### Your assignment
The entries below contain a line with "a catalog service." and a line with "let check = ServiceCheck". Quote exactly those two lines and all lines between them.

### Exercise materials
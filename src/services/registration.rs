//! Self-registration of the daemon as a catalog service.

use std::sync::Arc;

use crate::domain::errors::DomainResult;
use crate::domain::models::config::Config;
use crate::domain::ports::catalog::{Catalog, ServiceCheck, ServiceRegistration};

const SERVICE_NAME: &str = "Consul-Terraform-Sync";
const SERVICE_TAG: &str = "cts";
const CHECK_NAME: &str = "CTS Health Status";
const CHECK_NOTES: &str = "Check created by Consul-Terraform-Sync";
const DEREGISTER_AFTER: &str = "30m";

pub struct RegistrationManager {
    catalog: Arc<dyn Catalog>,
    service: ServiceRegistration,
}

impl RegistrationManager {
    pub fn new(config: &Config, catalog: Arc<dyn Catalog>) -> Self {
        let protocol = if config.api.tls.enabled {
            "https"
        } else {
            "http"
        };
        let check = ServiceCheck {
            name: CHECK_NAME.to_string(),
            check_id: format!("{}-health", config.id),
            notes: CHECK_NOTES.to_string(),
            http: format!("{protocol}://localhost:{}/v1/status", config.api.port),
            method: "GET".to_string(),
            interval: "10s".to_string(),
            timeout: "2s".to_string(),
            deregister_critical_service_after: DEREGISTER_AFTER.to_string(),
            tls_skip_verify: true,
            status: "critical".to_string(),
        };
        Self {
            catalog,
            service: ServiceRegistration {
                id: config.id.clone(),
                name: SERVICE_NAME.to_string(),
                tags: vec![SERVICE_TAG.to_string()],
                port: config.api.port,
                namespace: config.catalog.self_registration.namespace.clone(),
                checks: vec![check],
            },
        }
    }

    /// Register the daemon. Failures are surfaced but should not be fatal
    /// to startup; the caller decides.
    pub async fn register(&self) -> DomainResult<()> {
        tracing::debug!(
            target: "catsync::registration",
            name = SERVICE_NAME,
            id = %self.service.id,
            "registering service with catalog"
        );
        self.catalog.register_service(&self.service).await
    }

    pub async fn deregister(&self) -> DomainResult<()> {
        self.catalog.deregister_service(&self.service.id).await
    }
}
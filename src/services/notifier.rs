//! Per-condition notification filters.
//!
//! A filter sits between the template engine and the task runtime and
//! decides whether a dependency change should wake the task. First-completion
//! is not a filter concern: the engine emits that single designated wake
//! itself, once, after the first complete render.

use std::collections::BTreeSet;

use regex::Regex;

use crate::domain::errors::{DomainError, DomainResult};
use crate::domain::models::dependency::{DependencyUpdate, DependencyValue};
use crate::domain::models::task::Condition;

/// Decides whether a dependency change should wake the owning task.
pub trait NotifyFilter: Send {
    fn should_notify(&mut self, update: &DependencyUpdate) -> bool;
}

/// Build the filter matching a task's condition.
pub fn filter_for(condition: &Condition) -> DomainResult<Box<dyn NotifyFilter>> {
    match condition {
        Condition::Services(_) => Ok(Box::new(ServicesFilter)),
        Condition::CatalogServices(monitor) => {
            let regexp = Regex::new(&monitor.regexp).map_err(|e| {
                DomainError::ValidationFailed(format!(
                    "invalid catalog-services regexp '{}': {}",
                    monitor.regexp, e
                ))
            })?;
            Ok(Box::new(CatalogServicesFilter {
                regexp,
                last_names: None,
            }))
        }
        Condition::ConsulKv(monitor) => Ok(Box::new(ConsulKvFilter {
            recurse: monitor.recurse,
        })),
        Condition::Schedule { .. } => Ok(Box::new(ScheduleFilter)),
    }
}

/// Wake on any change to watched service instances. Module-input data
/// (KV, catalog listings) never triggers.
struct ServicesFilter;

impl NotifyFilter for ServicesFilter {
    fn should_notify(&mut self, update: &DependencyUpdate) -> bool {
        matches!(update.value, DependencyValue::HealthServices(_))
    }
}

/// Wake only when the set of service names matching the regexp changes.
/// Per-instance churn of already-known services is suppressed.
struct CatalogServicesFilter {
    regexp: Regex,
    last_names: Option<BTreeSet<String>>,
}

impl NotifyFilter for CatalogServicesFilter {
    fn should_notify(&mut self, update: &DependencyUpdate) -> bool {
        let DependencyValue::CatalogServices(services) = &update.value else {
            return false;
        };
        let names: BTreeSet<String> = services
            .keys()
            .filter(|name| self.regexp.is_match(name))
            .cloned()
            .collect();
        let changed = match &self.last_names {
            Some(last) => *last != names,
            // The first observation is covered by first-completion.
            None => false,
        };
        self.last_names = Some(names);
        changed
    }
}

/// Wake on KV mutations under the watched path; suppress service churn.
struct ConsulKvFilter {
    recurse: bool,
}

impl NotifyFilter for ConsulKvFilter {
    fn should_notify(&mut self, update: &DependencyUpdate) -> bool {
        match &update.value {
            DependencyValue::KvValue(_) | DependencyValue::KvExists(_) => !self.recurse,
            DependencyValue::KvKeys(_) => self.recurse,
            _ => false,
        }
    }
}

/// Suppress every dependency-driven wake; the runtime generates synthetic
/// wakes at cron ticks.
struct ScheduleFilter;

impl NotifyFilter for ScheduleFilter {
    fn should_notify(&mut self, _update: &DependencyUpdate) -> bool {
        false
    }
}

#[cfg(test)]
mod tests {
    use std::collections::BTreeMap;

    use super::*;
    use crate::domain::models::dependency::{Dependency, ServiceInstance};
    use crate::domain::models::task::{
        CatalogServicesMonitor, ConsulKvMonitor, ServicesMonitor,
    };

    fn services_update() -> DependencyUpdate {
        DependencyUpdate {
            dependency: Dependency::HealthServices(
                crate::domain::models::task::ServiceSelector::named("web"),
            ),
            value: DependencyValue::HealthServices(vec![ServiceInstance::default()]),
            index: 1,
            degraded: false,
        }
    }

    fn kv_update(value: Option<&str>) -> DependencyUpdate {
        DependencyUpdate {
            dependency: Dependency::KvValue {
                path: "test-key".to_string(),
                datacenter: None,
                namespace: None,
            },
            value: DependencyValue::KvValue(value.map(str::to_string)),
            index: 1,
            degraded: false,
        }
    }

    fn catalog_update(names: &[&str]) -> DependencyUpdate {
        let services: BTreeMap<String, Vec<String>> = names
            .iter()
            .map(|n| (n.to_string(), Vec::new()))
            .collect();
        DependencyUpdate {
            dependency: Dependency::CatalogServices {
                datacenter: None,
                namespace: None,
                node_meta: BTreeMap::new(),
            },
            value: DependencyValue::CatalogServices(services),
            index: 1,
            degraded: false,
        }
    }

    #[test]
    fn services_condition_wakes_on_instance_change_only() {
        let cond = Condition::Services(ServicesMonitor {
            names: vec!["web".to_string()],
            ..Default::default()
        });
        let mut filter = filter_for(&cond).unwrap();
        assert!(filter.should_notify(&services_update()));
        assert!(!filter.should_notify(&kv_update(Some("x"))));
    }

    #[test]
    fn kv_condition_suppresses_service_churn() {
        let cond = Condition::ConsulKv(ConsulKvMonitor {
            path: "test-key".to_string(),
            use_as_module_input: true,
            ..Default::default()
        });
        let mut filter = filter_for(&cond).unwrap();
        assert!(!filter.should_notify(&services_update()));
        assert!(filter.should_notify(&kv_update(Some("test-value"))));
        assert!(filter.should_notify(&kv_update(None)));
    }

    #[test]
    fn recurse_kv_condition_wakes_on_key_set_only() {
        let cond = Condition::ConsulKv(ConsulKvMonitor {
            path: "test-key".to_string(),
            recurse: true,
            use_as_module_input: true,
            ..Default::default()
        });
        let mut filter = filter_for(&cond).unwrap();
        assert!(!filter.should_notify(&kv_update(Some("x"))));
        let keys = DependencyUpdate {
            dependency: Dependency::KvKeys {
                prefix: "test-key".to_string(),
                datacenter: None,
                namespace: None,
            },
            value: DependencyValue::KvKeys(vec![]),
            index: 2,
            degraded: false,
        };
        assert!(filter.should_notify(&keys));
    }

    #[test]
    fn catalog_services_wakes_on_membership_delta() {
        let cond = Condition::CatalogServices(CatalogServicesMonitor {
            regexp: "^api".to_string(),
            ..Default::default()
        });
        let mut filter = filter_for(&cond).unwrap();
        // First observation: covered by first-completion, no wake.
        assert!(!filter.should_notify(&catalog_update(&["api-a", "web"])));
        // Same membership under the regexp: no wake.
        assert!(!filter.should_notify(&catalog_update(&["api-a", "db"])));
        // New matching name appears: wake.
        assert!(filter.should_notify(&catalog_update(&["api-a", "api-b"])));
        // Matching name disappears: wake.
        assert!(filter.should_notify(&catalog_update(&["api-b"])));
    }

    #[test]
    fn schedule_condition_suppresses_everything() {
        let cond = Condition::Schedule {
            cron: "0 * * * * *".to_string(),
        };
        let mut filter = filter_for(&cond).unwrap();
        assert!(!filter.should_notify(&services_update()));
        assert!(!filter.should_notify(&kv_update(Some("x"))));
    }
}
fn escape(value: &str) -> String {
    value.replace('\\', "\\\\").replace('"', "\\\"")
}

/// Cloneable handle to one task's render context, shared between the
/// engine's fan-in loop and the task's driver.
#[derive(Clone)]
pub struct TaskTemplate {
    inner: Arc<Mutex<RenderContext>>,
}

impl TaskTemplate {
    pub fn new(task: &Task, working_root: &Path) -> Self {
        let root = task
            .working_dir
            .clone()
            .unwrap_or_else(|| working_root.join(&task.name));
        Self {
            inner: Arc::new(Mutex::new(RenderContext {
                task: task.clone(),
                root,
                values: BTreeMap::new(),
                dirty: false,
                completed: false,
                materialized: BTreeSet::new(),
            })),
        }
    }

    pub fn working_dir(&self) -> PathBuf {
        self.inner.lock().expect("template lock").root.clone()
    }

    pub fn task(&self) -> Task {
        self.inner.lock().expect("template lock").task.clone()
    }

    pub fn set_enabled(&self, enabled: bool) {
        self.inner.lock().expect("template lock").task.enabled = enabled;
    }

    pub fn is_completed(&self) -> bool {
        self.inner.lock().expect("template lock").completed
    }

    pub fn store(&self, update: &DependencyUpdate) {
        self.inner.lock().expect("template lock").store(update);
    }

    /// Attempt a render; returns the outcome and any dependencies the pass
    /// newly registered.
    pub fn render(&self) -> DomainResult<(RenderOutcome, Vec<Dependency>)> {
        let mut ctx = self.inner.lock().expect("template lock");
        let task = ctx.task.name.clone();
        ctx.render_pass().map_err(|e| DomainError::TemplateRender {
            task,
            reason: e.to_string(),
        })
    }

    pub fn materialize_resources(&self) -> DomainResult<()> {
        self.inner
            .lock()
            .expect("template lock")
            .materialize_resources()
    }
}

/// Handle to a registered task: its template, its wake channel, and the
/// once-mode completion signal.
pub struct TaskMonitor {
    pub template: TaskTemplate,
    pub notifications: mpsc::UnboundedReceiver<Notification>,
    pub first_completion: watch::Receiver<bool>,
    guard: MonitorGuard,
}

impl TaskMonitor {
    /// Split into the pieces different owners need: the runtime takes the
    /// notification channel, the controller keeps the guard for teardown.
    pub fn into_parts(
        self,
    ) -> (
        TaskTemplate,
        mpsc::UnboundedReceiver<Notification>,
        watch::Receiver<bool>,
        MonitorGuard,
    ) {
        (
            self.template,
            self.notifications,
            self.first_completion,
            self.guard,
        )
    }
}

/// Owns a registered task's fan-in loop and watcher subscriptions.
pub struct MonitorGuard {
    subscriptions: Vec<(Dependency, SubscriptionId)>,
    fan_in: JoinHandle<()>,
}

impl MonitorGuard {
    /// Stop the fan-in loop and release every subscription.
    pub fn release(self, watcher: &DependencyWatcher) {
        self.fan_in.abort();
        for (dep, id) in &self.subscriptions {
            watcher.unsubscribe(dep, *id);
        }
    }
}

/// Factory wiring tasks into the watcher.
pub struct TemplateEngine {
    watcher: DependencyWatcher,
    working_root: PathBuf,
}

impl TemplateEngine {
    pub fn new(watcher: DependencyWatcher, working_root: PathBuf) -> Self {
        Self {
            watcher,
            working_root,
        }
    }

    pub fn watcher(&self) -> &DependencyWatcher {
        &self.watcher
    }

    /// Register a task: build its render context, subscribe its
    /// dependencies, and start the fan-in loop that stores values, filters
    /// changes through the condition's notifier, and emits wakes.
    pub fn register(&self, task: &Task) -> DomainResult<TaskMonitor> {
        let template = TaskTemplate::new(task, &self.working_root);
        let mut filter = notifier::filter_for(&task.condition)?;
        let (note_tx, note_rx) = mpsc::unbounded_channel();
        let (fc_tx, fc_rx) = watch::channel(false);

        let (update_tx, mut update_rx) = mpsc::unbounded_channel::<DependencyUpdate>();
        let (outcome, pending) = template.render()?;
        let mut subscriptions = Vec::new();
        for dep in pending {
            let (id, mut rx) = self.watcher.subscribe(dep.clone());
            let tx = update_tx.clone();
            tokio::spawn(async move {
                while let Some(update) = rx.recv().await {
                    if tx.send(update).is_err() {
                        break;
                    }
                }
            });
            subscriptions.push((dep, id));
        }
        drop(update_tx);

        // A task with no dependencies completes immediately.
        if matches!(outcome, RenderOutcome::Rendered { first_completion: true }) {
            let _ = fc_tx.send(true);
            let _ = note_tx.send(Notification::FirstCompletion);
        }

        let fan_in_template = template.clone();
        let task_name = task.name.to_string();
        let fan_in = tokio::spawn(async move {
            while let Some(update) = update_rx.recv().await {
                fan_in_template.store(&update);
                if update.degraded {
                    tracing::warn!(
                        target: "catsync::template",
                        task = %task_name,
                        dependency = %update.dependency,
                        "dependency degraded, using last known value"
                    );
                    continue;
                }
                if !fan_in_template.is_completed() {
                    match fan_in_template.render() {
                        Ok((RenderOutcome::Rendered { first_completion }, _)) => {
                            if first_completion {
                                let _ = fc_tx.send(true);
                                let _ = note_tx.send(Notification::FirstCompletion);
                            }
                        }
                        Ok(_) => {}
                        Err(err) => {
                            tracing::error!(
                                target: "catsync::template",
                                task = %task_name,
                                error = %err,
                                "initial render failed"
                            );
                        }
                    }
                } else if filter.should_notify(&update) {
                    let _ = note_tx.send(Notification::DepChange(update.dependency.clone()));
                }
            }
        });

        Ok(TaskMonitor {
            template,
            notifications: note_rx,
            first_completion: fc_rx,
            guard: MonitorGuard {
                subscriptions,
                fan_in,
            },
        })
    }
}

### Answer section
//! Self-registration of the daemon as a catalog service.

use std::sync::Arc;

use crate::domain::errors::DomainResult;
use crate::domain::models::config::Config;
use crate::domain::ports::catalog::{Catalog, ServiceCheck, ServiceRegistration};

const SERVICE_NAME: &str = "Consul-Terraform-Sync";
const SERVICE_TAG: &str = "cts";
const CHECK_NAME: &str = "CTS Health Status";
const CHECK_NOTES: &str = "Check created by Consul-Terraform-Sync";
const DEREGISTER_AFTER: &str = "30m";

pub struct RegistrationManager {
    catalog: Arc<dyn Catalog>,
    service: ServiceRegistration,
}

impl RegistrationManager {
    pub fn new(config: &Config, catalog: Arc<dyn Catalog>) -> Self {
        let protocol = if config.api.tls.enabled {
            "https"
        } else {
            "http"
        };
        let check = ServiceCheck {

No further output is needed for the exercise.